Havia o bombardim também, aquele instrumento que pertencia à banda, que lhe



fora confiado, e apesar do esfuziante entusiasmo, pouco executado. Mas esse já era



um capítulo da arte, não do artesão.



Outras peças remanescentes dos cuidados profissionais de Velusiano, embora não



classificadas, erravam pela casa, ou pelo terreiro, sem um repouso fixo, de tanto



que os netos lhes tentavam achar nexo. Assim, havia uns blocos ou pesos de ferro



de vários tamanhos que achavam serventia escorando portas contra a ventania.
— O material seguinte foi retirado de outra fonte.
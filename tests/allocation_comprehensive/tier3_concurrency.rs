//! Tier 3: Concurrent allocation
//!
//! Many clients racing on one series must still produce a dense, duplicate
//! free sequence, and clients racing on one commit must agree on its number.

use crate::test_utils::*;
use std::collections::{HashMap, HashSet};
use std::sync::{Arc, Barrier};
use std::thread;

const THREADS: usize = 8;

#[test]
fn distinct_commits_race_without_gaps() {
    // Default retry policy: distinct commits must never need a retry
    assert_eq!(RetryConfig::default().max_retries, 3);
    let executor = ephemeral_executor();
    let per_thread = 200;
    let barrier = Arc::new(Barrier::new(THREADS));

    let handles: Vec<_> = (0..THREADS)
        .map(|t| {
            let executor = executor.clone();
            let barrier = Arc::clone(&barrier);
            thread::spawn(move || {
                barrier.wait();
                (0..per_thread)
                    .map(|i| {
                        let c = commit(t * 1000 + i);
                        let response = allocate(&executor, "10.0", &c);
                        assert_eq!(response.status, 201, "{:?}", response);
                        (c, response.build_number.unwrap())
                    })
                    .collect::<Vec<_>>()
            })
        })
        .collect();

    let mut assigned = HashMap::new();
    for handle in handles {
        for (c, number) in handle.join().unwrap() {
            assert!(assigned.insert(c, number).is_none());
        }
    }

    let unique: HashSet<u16> = assigned.values().copied().collect();
    assert_eq!(unique.len(), THREADS * per_thread);
    assert_eq!(
        numbers(&list(&executor, "10.0")),
        (1..=(THREADS * per_thread) as u16).collect::<Vec<_>>()
    );
    for (c, number) in &assigned {
        assert_eq!(lookup(&executor, "10.0", c).build_number, Some(*number));
    }
}

#[test]
fn same_commit_race_agrees_on_number() {
    let executor = ephemeral_executor();
    for round in 0..10 {
        let series = format!("11.{}", round);
        let barrier = Arc::new(Barrier::new(THREADS));
        let handles: Vec<_> = (0..THREADS)
            .map(|_| {
                let executor = executor.clone();
                let barrier = Arc::clone(&barrier);
                let series = series.clone();
                thread::spawn(move || {
                    barrier.wait();
                    allocate(&executor, &series, &commit(42))
                })
            })
            .collect();
        let responses: Vec<_> = handles.into_iter().map(|h| h.join().unwrap()).collect();

        let created = responses.iter().filter(|r| r.status == 201).count();
        assert_eq!(created, 1, "round {}", round);
        for response in &responses {
            match response.status {
                200 | 201 => assert_eq!(response.build_number, Some(1)),
                409 => {
                    assert_eq!(response.message, "Commit does already exist in series!");
                    assert_eq!(response.build_number, Some(1));
                }
                other => panic!("unexpected status {}: {:?}", other, response),
            }
        }
        assert_eq!(numbers(&list(&executor, &series)), vec![1]);
    }
}

#[test]
fn independent_series_do_not_interfere() {
    let executor = ephemeral_executor();
    let handles: Vec<_> = (0..THREADS)
        .map(|t| {
            let executor = executor.clone();
            thread::spawn(move || {
                let series = format!("12.{}", t);
                for i in 0..20 {
                    let response = allocate(&executor, &series, &commit(i));
                    assert_eq!(response.build_number, Some(i as u16 + 1));
                }
            })
        })
        .collect();
    for handle in handles {
        handle.join().unwrap();
    }

    for t in 0..THREADS {
        assert_eq!(
            numbers(&list(&executor, &format!("12.{}", t))),
            (1..=20).collect::<Vec<u16>>()
        );
    }
    let metrics = executor.allocator().database().metrics();
    assert_eq!(metrics.active_count, 0);
    assert_eq!(metrics.total_aborted, 0);
}

#[test]
fn concurrent_durable_allocations_replay_in_order() {
    let test = TestDb::new();
    {
        let executor = test.executor();
        let handles: Vec<_> = (0..4)
            .map(|t| {
                let executor = executor.clone();
                thread::spawn(move || {
                    for i in 0..15 {
                        let response = allocate(&executor, "13.0", &commit(t * 100 + i));
                        assert_eq!(response.status, 201);
                    }
                })
            })
            .collect();
        for handle in handles {
            handle.join().unwrap();
        }
    }
    let before = list(&test.executor(), "13.0");

    let test = test.reopen();
    assert!(test.db.recovery_stats().is_clean());
    assert_eq!(list(&test.executor(), "13.0"), before);
    assert_eq!(numbers(&before), (1..=60).collect::<Vec<u16>>());
}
Teriam sido pesos usados no esticamento do couro, arreios, selas? Havia também



uns ferrinhos e umas prensas de madeira que só um outro seleiro daquele tempo



é que poderia lhes dar nome e utilidade. O José, filho do terceiro casamento de



Velusiano, meio-irmão de Antônio, bem que poderia ter ajudado nessa definição,



pois como o pai, teve seus pendores para a profissão, mas suas visitas à casa dos



meio-irmãos eram raras, e geralmente da sala - onde fumava Douradinho, cantava



alguma modinha ao violão - não passavam. Assim como ele próprio, já sessentão,



não passava de seus admitidos 38 anos.



Por fim, a bengalinha, ou manguarinha, como a chamava Justiniana. Fininha,



elegante, lustrosa até, foi encontrar serventia ao ser serrada e conformada a escora



de cortina de plástico entre a sala e copa.